Ignored 9: Go away… stay away… profit!!!

Ignored9

Bold statement: The most effective means of promoting music in 2013 is to stay invisible and authentically allow the fans to come to you.

Whack Scottish electro duo Boards of Canada haven’t released a full-length studio album in close to eight years. Until right now.

Tomorrow’s Harvest arrives amid a seismic wave of hype, at least compared to where this outfit left off in 2005. Boards of Canada were always popular, no doubt. But their woozy take on electronic music always seemed to be a bit more of a “nice to have” rather than a “must have”. Even their lauded 1998 debut Music Has the Right to Children is probably best positioned as background music if we’re being completely honest with ourselves. As us “serious” music fans typically aren’t.

Boards of Canada and their minders used a decidedly modern approach to hyping Tomorrow’s Harvest, “hiding” song snippets out-of-doors and across the Internetz and seeding various bloops and bleeps with tastemakers over at NPR. Seems and sounds pretty effective as it’s positioned the album as one of 2013’s most anticipated (until the next one) and really helped Boards of Canada jump a layer or two in terms of (perceived) notoriety. It remains to be seen if this is parlayed into lucrative live appearances (uh, Boards of Canada isn’t good at touring) and/or things of this nature.

… and yet while the Boards of Canada hype machine has been churning for much of the last few months, it was pretty much dormant for years upon years prior. Partially or entirely by design.

A great way to build buzz is to shut your goddam face and let your disciples come to you, let them pine for you, let them yearn in their hearts and their souls and their wallets.

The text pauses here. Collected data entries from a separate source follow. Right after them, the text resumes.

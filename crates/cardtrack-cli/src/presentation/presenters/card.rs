use cardtrack_runtime::{BadgeRequest, CardPanel, HistoryRegion, PanelContent};
use cardtrack_types::Badge;

use crate::presentation::view_models::{
    BadgeListViewModel, BadgeViewModel, CardPanelViewModel, CommandResultViewModel, Guidance,
    StatusBadge,
};

pub fn present_badges(
    request: &BadgeRequest,
    badges: Vec<Badge>,
) -> CommandResultViewModel<BadgeListViewModel> {
    let fallback = badges.iter().all(Badge::is_fallback);

    let content = BadgeListViewModel {
        board_id: request.board.to_string(),
        card_id: request.card.to_string(),
        list_id: request.list.to_string(),
        badges: badges
            .into_iter()
            .map(|badge| BadgeViewModel {
                text: badge.text,
                color: badge.color,
            })
            .collect(),
        fallback,
    };

    let mut result = CommandResultViewModel::new(content);
    if fallback {
        result = result.with_suggestion(
            Guidance::new("No badge applies; enable one for this board").with_command(format!(
                "cardtrack settings set --board {} show-total-time true",
                request.board
            )),
        );
    }
    result
}

pub fn present_card_panel(panel: CardPanel) -> CommandResultViewModel<CardPanelViewModel> {
    let badge = match (&panel.content, &panel.history) {
        (PanelContent::Failed(_), _) => Some(StatusBadge::error("Card metrics unavailable")),
        (_, HistoryRegion::Failed(_)) => Some(StatusBadge::warning("History unavailable")),
        _ => None,
    };

    let content = CardPanelViewModel {
        card_id: panel.card.to_string(),
        content: panel.content,
        history: panel.history,
    };

    let mut result = CommandResultViewModel::new(content);
    if let Some(badge) = badge {
        result = result.with_badge(badge);
    }
    result
}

No doubt, it’s chancy but it does speak to the fact that there are two exceedingly popular approaches for musicians to stay viable in 2013 and that we’re seeing each employed more and more.

1. Speak early, speak often and never, ever go away
There are a variety of approaches to stickin’ around, whether that’s guesting on other artist’s tracks, high-profile production gigs, touring when you don’t have anything active to promote (Courtney?), being a jerk, having somebody else be a jerk (or a-hole) to you or generally being around places where there are lots of cameras. The example of this approach are probably Rihanna, who literally has not left us for more than a couple of weeks at a time since 2005. Check her discography and you’ll see we’re entering into Cal Ripken Jr. territory: an individual who is consistently good-to-very-good on a daily basis and maintains this level of performance for years on end without any legit threats to the throne (Manny Alexander notwithstanding, obviously).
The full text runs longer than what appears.